▶ [TASK TO CARRY OUT] Please print each record exactly, omitting none of them.

Stored data:
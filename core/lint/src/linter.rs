use tracing::debug;
use novellint_types::{Finding, LintKind, LintOptions};

use crate::ops;
use crate::paragraph::split;

pub struct Linter {
    options: LintOptions,
}

impl Linter {
    pub fn new(options: LintOptions) -> Self {
        Self { options }
    }

    pub fn run(&self, kind: LintKind, text: &str) -> String {
        let dashes = self.options.consider_dashes;
        match kind {
            LintKind::DeleteEndSpaces => ops::delete_end_spaces(text),
            LintKind::InsertIndent => ops::insert_indent(text, dashes),
            LintKind::InsertSpaceAfterMarks => ops::insert_space_after_reserved_marks(text),
            LintKind::DeleteSpacesBeforeOpeningBracket => {
                ops::delete_spaces_before_opening_bracket(text, dashes)
            }
            LintKind::DeletePunctuationsBeforeClosingBracket => {
                ops::delete_punctuations_before_closing_bracket(text)
            }
            LintKind::WidenHalfWidth => ops::transform_half_width_to_full(text),
        }
    }

    /// パイプラインのルールを順に適用する
    pub fn apply(&self, text: &str) -> String {
        self.options
            .pipeline
            .iter()
            .fold(text.to_string(), |acc, &kind| {
                debug!(lint = %kind, "applying lint");
                self.run(kind, &acc)
            })
    }

    /// `apply` で変化する段落を報告する（文書は変更しない）。
    ///
    /// 各段落は、パイプラインの途中で最初にその段落を書き換えたルールに帰属させる。
    /// 途中で変化しても最終結果が元と同じ段落は報告しない。
    pub fn check(&self, text: &str) -> Vec<Finding> {
        let original = split(text);
        let mut blame: Vec<Option<LintKind>> = vec![None; original.len()];
        let mut current = text.to_string();

        for &kind in &self.options.pipeline {
            let rewritten = self.run(kind, &current);
            let before = split(&current);
            let after = split(&rewritten);
            // どのルールも段落数を保つ
            debug_assert_eq!(before.len(), after.len());

            for (index, (b, a)) in before.iter().zip(&after).enumerate() {
                if b != a {
                    if let Some(slot) = blame.get_mut(index) {
                        slot.get_or_insert(kind);
                    }
                }
            }
            current = rewritten;
        }

        let findings: Vec<Finding> = original
            .into_iter()
            .zip(split(&current))
            .zip(blame)
            .enumerate()
            .filter_map(|(index, ((before, after), kind))| match kind {
                Some(kind) if before != after => {
                    Some(Finding::new(kind, index + 1, before, after))
                }
                _ => None,
            })
            .collect();

        debug!(findings = findings.len(), "check finished");
        findings
    }
}

impl Default for Linter {
    fn default() -> Self {
        Self::new(LintOptions::default())
    }
}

▶ [RESULT OF THIS EXERCISE]
filename core/lint/src/linter.rs
use tracing::debug;
use novellint_types::{Finding, LintKind, LintOptions};

use crate::ops;
use crate::paragraph::split;

pub struct Linter {
    options: LintOptions,
}

impl Linter {
    pub fn new(options: LintOptions) -> Self {
        Self { options }
    }

    pub fn run(&self, kind: LintKind, text: &str) -> String {
        let dashes = self.options.consider_dashes;
        match kind {
            LintKind::DeleteEndSpaces => ops::delete_end_spaces(text),
            LintKind::InsertIndent => ops::insert_indent(text, dashes),
            LintKind::InsertSpaceAfterMarks => ops::insert_space_after_reserved_marks(text),
            LintKind::DeleteSpacesBeforeOpeningBracket => {
                ops::delete_spaces_before_opening_bracket(text, dashes)
            }
            LintKind::DeletePunctuationsBeforeClosingBracket => {
                ops::delete_punctuations_before_closing_bracket(text)
            }
            LintKind::WidenHalfWidth => ops::transform_half_width_to_full(text),
        }
    }

    /// パイプラインのルールを順に適用する
    pub fn apply(&self, text: &str) -> String {
        self.options
            .pipeline
            .iter()
            .fold(text.to_string(), |acc, &kind| {
                debug!(lint = %kind, "applying lint");
                self.run(kind, &acc)
            })
    }

    /// `apply` で変化する段落を報告する（文書は変更しない）。
    ///
    /// 各段落は、パイプラインの途中で最初にその段落を書き換えたルールに帰属させる。
    /// 途中で変化しても最終結果が元と同じ段落は報告しない。
    pub fn check(&self, text: &str) -> Vec<Finding> {
        let original = split(text);
        let mut blame: Vec<Option<LintKind>> = vec![None; original.len()];
        let mut current = text.to_string();

        for &kind in &self.options.pipeline {
            let rewritten = self.run(kind, &current);
            let before = split(&current);
            let after = split(&rewritten);
            // どのルールも段落数を保つ
            debug_assert_eq!(before.len(), after.len());

            for (index, (b, a)) in before.iter().zip(&after).enumerate() {
                if b != a {
                    if let Some(slot) = blame.get_mut(index) {
                        slot.get_or_insert(kind);
                    }
                }
            }
            current = rewritten;
        }

        let findings: Vec<Finding> = original
            .into_iter()
            .zip(split(&current))
            .zip(blame)
            .enumerate()
            .filter_map(|(index, ((before, after), kind))| match kind {
                Some(kind) if before != after => {
                    Some(Finding::new(kind, index + 1, before, after))
                }
                _ => None,
            })
            .collect();

        debug!(findings = findings.len(), "check finished");
        findings
    }
}

impl Default for Linter {
    fn default() -> Self {
        Self::new(LintOptions::default())
    }
}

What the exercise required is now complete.